Start of Block

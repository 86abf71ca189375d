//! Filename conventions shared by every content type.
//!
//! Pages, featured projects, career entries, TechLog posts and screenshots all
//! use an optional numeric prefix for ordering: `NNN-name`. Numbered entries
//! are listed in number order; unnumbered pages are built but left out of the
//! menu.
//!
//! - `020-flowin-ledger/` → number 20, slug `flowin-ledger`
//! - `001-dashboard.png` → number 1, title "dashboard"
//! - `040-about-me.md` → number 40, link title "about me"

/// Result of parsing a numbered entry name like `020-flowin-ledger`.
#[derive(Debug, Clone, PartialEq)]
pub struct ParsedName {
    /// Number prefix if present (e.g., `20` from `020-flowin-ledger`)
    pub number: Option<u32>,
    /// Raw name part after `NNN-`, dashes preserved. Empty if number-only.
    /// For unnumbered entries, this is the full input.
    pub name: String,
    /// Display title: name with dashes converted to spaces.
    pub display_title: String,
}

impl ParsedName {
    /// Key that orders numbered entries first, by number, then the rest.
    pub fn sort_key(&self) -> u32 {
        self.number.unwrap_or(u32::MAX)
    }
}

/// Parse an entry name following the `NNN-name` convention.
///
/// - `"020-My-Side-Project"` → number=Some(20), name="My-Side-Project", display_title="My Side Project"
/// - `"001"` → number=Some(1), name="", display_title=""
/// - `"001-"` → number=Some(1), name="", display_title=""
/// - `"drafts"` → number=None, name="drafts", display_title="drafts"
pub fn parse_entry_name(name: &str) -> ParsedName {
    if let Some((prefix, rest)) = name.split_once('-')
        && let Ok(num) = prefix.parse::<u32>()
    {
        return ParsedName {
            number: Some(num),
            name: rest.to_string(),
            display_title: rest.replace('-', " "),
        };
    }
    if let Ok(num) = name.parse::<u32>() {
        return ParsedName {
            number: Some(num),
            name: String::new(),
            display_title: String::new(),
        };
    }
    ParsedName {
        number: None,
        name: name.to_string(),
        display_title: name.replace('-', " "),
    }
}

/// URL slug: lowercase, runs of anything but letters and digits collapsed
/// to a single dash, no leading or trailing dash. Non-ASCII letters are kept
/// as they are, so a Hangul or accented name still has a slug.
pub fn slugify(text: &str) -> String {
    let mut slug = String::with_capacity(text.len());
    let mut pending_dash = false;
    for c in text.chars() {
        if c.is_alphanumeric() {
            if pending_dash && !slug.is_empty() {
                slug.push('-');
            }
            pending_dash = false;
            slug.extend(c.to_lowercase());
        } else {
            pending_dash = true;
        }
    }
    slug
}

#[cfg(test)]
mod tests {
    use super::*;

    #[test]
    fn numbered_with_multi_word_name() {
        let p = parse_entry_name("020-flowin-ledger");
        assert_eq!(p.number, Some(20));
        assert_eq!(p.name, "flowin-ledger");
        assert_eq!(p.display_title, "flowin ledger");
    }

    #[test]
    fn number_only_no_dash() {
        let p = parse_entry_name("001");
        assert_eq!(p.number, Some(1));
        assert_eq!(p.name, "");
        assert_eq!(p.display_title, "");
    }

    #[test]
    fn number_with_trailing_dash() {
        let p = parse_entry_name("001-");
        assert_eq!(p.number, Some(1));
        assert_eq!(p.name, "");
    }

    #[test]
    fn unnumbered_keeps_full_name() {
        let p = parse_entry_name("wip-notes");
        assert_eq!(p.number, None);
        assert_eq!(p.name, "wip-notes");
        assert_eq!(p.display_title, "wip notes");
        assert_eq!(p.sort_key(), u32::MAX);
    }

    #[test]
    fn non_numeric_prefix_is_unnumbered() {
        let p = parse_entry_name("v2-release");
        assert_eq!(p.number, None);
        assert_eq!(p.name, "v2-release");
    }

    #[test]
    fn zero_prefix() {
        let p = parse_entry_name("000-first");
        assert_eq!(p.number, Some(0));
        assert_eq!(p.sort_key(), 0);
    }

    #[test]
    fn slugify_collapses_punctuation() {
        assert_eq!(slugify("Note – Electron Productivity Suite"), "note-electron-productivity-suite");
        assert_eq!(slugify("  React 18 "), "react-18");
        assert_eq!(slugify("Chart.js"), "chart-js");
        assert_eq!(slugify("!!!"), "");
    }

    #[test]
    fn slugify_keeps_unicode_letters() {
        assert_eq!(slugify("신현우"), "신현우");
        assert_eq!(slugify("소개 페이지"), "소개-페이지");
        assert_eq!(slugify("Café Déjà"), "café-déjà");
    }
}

End of Block
Start of Block

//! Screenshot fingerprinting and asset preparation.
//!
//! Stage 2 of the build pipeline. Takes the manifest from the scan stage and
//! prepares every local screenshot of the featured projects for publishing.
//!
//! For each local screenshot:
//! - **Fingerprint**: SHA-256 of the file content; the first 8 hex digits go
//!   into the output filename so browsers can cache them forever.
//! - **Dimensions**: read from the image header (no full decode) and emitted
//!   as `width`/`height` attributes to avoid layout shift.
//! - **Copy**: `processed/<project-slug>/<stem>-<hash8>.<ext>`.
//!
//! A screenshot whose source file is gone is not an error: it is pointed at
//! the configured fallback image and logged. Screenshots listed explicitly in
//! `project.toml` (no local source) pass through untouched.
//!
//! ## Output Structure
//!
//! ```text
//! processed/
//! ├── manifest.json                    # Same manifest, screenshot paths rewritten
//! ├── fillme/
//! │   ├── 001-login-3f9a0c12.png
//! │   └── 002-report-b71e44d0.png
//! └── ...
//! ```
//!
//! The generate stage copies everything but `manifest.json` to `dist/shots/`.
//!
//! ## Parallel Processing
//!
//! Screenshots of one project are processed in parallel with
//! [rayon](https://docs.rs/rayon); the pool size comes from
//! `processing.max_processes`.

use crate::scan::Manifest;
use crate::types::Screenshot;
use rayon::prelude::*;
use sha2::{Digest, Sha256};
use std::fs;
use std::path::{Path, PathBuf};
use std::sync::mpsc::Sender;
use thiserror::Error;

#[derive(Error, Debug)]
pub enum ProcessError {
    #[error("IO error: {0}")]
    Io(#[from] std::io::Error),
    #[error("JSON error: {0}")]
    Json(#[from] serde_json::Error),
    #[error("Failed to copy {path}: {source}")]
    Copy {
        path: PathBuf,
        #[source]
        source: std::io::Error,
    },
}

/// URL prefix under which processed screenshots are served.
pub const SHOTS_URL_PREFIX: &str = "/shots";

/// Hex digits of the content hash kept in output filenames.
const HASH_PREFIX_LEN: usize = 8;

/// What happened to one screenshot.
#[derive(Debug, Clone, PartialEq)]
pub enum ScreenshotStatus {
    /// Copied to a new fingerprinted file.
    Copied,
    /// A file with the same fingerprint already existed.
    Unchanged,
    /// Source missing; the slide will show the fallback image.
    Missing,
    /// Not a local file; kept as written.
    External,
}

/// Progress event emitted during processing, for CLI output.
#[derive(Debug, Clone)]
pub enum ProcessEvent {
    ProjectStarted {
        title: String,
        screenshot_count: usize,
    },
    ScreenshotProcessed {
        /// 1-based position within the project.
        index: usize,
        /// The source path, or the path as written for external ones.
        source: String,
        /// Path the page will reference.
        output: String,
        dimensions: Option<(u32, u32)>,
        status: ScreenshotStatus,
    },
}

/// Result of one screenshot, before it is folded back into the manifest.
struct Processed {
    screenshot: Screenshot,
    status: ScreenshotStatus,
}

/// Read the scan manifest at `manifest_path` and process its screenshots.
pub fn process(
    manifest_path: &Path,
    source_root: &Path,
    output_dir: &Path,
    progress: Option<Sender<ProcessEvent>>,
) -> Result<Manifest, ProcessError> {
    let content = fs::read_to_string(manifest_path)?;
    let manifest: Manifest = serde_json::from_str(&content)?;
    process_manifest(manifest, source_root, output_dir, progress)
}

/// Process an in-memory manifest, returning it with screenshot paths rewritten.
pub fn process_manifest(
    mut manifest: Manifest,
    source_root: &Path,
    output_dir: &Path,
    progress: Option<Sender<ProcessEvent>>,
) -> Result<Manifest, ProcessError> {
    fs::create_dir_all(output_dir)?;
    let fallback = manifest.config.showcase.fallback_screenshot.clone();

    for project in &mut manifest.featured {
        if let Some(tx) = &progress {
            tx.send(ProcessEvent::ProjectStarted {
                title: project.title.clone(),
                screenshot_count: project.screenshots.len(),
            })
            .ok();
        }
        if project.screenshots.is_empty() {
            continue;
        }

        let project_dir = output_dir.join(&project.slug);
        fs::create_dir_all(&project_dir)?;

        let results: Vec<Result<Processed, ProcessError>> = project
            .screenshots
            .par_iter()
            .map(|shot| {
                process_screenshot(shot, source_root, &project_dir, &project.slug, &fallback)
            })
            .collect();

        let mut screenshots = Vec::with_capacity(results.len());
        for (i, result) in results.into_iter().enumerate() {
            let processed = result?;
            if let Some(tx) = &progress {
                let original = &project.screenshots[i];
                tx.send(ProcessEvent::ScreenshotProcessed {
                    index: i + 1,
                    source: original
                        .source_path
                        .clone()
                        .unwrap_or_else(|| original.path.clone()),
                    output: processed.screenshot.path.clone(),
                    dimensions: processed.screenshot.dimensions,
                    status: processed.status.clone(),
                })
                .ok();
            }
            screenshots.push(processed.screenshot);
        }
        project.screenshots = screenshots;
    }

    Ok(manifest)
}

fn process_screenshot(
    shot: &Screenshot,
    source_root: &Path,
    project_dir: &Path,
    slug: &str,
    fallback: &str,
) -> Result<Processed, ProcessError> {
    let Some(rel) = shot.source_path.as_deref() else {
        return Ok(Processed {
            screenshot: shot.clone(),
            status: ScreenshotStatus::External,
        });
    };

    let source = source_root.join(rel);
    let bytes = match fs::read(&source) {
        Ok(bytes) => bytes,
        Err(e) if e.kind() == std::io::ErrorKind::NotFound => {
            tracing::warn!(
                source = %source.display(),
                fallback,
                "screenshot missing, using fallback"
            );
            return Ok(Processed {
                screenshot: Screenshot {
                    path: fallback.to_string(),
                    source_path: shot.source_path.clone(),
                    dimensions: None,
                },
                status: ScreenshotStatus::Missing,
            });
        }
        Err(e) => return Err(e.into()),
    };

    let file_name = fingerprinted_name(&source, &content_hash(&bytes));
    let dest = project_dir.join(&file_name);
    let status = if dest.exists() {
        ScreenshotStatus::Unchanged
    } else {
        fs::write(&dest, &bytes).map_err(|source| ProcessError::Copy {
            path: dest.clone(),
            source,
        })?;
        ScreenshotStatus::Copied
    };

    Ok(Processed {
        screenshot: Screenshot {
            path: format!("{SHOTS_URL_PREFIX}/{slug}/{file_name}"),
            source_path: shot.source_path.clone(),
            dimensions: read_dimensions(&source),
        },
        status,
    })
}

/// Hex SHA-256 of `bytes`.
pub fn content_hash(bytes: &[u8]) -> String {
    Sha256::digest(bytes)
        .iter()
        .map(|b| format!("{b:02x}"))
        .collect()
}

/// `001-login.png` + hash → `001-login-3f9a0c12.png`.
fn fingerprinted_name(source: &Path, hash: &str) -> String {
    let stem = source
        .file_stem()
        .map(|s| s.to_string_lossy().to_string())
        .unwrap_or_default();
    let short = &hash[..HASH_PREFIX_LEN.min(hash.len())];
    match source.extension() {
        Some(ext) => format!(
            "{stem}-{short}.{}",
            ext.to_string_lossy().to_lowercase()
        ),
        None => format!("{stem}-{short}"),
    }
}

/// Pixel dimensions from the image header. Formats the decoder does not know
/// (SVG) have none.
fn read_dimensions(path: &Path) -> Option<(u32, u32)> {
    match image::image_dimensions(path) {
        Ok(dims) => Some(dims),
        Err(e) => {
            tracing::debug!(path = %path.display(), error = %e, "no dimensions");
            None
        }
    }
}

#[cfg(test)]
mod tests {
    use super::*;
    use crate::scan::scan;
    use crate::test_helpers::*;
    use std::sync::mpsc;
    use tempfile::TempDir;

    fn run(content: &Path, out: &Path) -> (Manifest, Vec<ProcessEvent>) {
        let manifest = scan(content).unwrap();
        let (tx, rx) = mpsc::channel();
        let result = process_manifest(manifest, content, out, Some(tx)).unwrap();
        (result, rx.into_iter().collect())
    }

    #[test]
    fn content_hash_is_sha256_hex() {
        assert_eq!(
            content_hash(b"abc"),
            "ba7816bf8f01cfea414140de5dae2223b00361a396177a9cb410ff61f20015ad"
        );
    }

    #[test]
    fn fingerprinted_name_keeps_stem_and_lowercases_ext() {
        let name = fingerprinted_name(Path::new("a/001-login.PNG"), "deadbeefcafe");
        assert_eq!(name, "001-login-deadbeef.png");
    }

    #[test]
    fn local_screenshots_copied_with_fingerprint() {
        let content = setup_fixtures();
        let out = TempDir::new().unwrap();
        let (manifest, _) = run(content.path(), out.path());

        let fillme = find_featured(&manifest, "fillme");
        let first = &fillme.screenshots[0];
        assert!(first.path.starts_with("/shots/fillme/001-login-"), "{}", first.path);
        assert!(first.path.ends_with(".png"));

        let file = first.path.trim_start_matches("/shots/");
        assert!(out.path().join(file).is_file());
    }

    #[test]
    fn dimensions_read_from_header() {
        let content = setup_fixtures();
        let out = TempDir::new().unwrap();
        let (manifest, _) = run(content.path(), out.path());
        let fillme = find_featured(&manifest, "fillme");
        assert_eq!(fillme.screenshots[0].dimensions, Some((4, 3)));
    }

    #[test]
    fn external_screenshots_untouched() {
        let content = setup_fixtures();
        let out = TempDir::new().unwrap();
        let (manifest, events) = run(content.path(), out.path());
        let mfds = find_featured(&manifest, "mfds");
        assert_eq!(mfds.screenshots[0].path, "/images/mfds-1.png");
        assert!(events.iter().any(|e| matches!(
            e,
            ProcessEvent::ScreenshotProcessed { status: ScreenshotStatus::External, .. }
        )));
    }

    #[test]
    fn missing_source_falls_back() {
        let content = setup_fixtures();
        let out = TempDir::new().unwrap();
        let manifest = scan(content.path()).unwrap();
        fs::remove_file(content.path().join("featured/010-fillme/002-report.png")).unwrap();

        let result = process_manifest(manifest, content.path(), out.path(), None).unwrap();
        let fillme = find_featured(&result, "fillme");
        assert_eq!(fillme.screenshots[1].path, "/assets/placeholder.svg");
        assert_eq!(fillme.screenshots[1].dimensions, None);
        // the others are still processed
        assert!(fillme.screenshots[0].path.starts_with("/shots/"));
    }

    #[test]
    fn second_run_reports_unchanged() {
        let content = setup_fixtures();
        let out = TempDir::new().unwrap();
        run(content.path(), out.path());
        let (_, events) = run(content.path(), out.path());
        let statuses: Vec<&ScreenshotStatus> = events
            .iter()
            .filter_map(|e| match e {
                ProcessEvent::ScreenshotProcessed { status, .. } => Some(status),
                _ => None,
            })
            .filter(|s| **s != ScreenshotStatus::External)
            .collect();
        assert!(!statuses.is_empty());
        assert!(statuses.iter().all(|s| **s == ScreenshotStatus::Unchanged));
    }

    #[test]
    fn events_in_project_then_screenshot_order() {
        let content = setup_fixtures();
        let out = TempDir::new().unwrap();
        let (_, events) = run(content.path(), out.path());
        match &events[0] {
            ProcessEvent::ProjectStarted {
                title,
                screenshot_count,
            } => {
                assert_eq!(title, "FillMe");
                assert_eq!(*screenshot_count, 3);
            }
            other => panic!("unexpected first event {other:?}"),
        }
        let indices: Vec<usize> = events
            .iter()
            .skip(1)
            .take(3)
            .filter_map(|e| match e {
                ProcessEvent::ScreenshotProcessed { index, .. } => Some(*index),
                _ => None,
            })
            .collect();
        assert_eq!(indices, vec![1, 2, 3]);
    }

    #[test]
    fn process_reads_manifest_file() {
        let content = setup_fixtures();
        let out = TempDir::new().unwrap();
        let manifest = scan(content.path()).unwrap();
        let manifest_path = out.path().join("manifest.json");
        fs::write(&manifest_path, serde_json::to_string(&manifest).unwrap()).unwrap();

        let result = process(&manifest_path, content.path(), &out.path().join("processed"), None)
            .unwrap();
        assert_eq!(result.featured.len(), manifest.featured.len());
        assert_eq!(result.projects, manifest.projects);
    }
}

End of Block

Would you filter the records and copy out each line containing "digits"?

-- TASK SOLUTION --
/// URL slug: lowercase, runs of anything but letters and digits collapsed
//! - **Fingerprint**: SHA-256 of the file content; the first 8 hex digits go
/// Hex digits of the content hash kept in output filenames.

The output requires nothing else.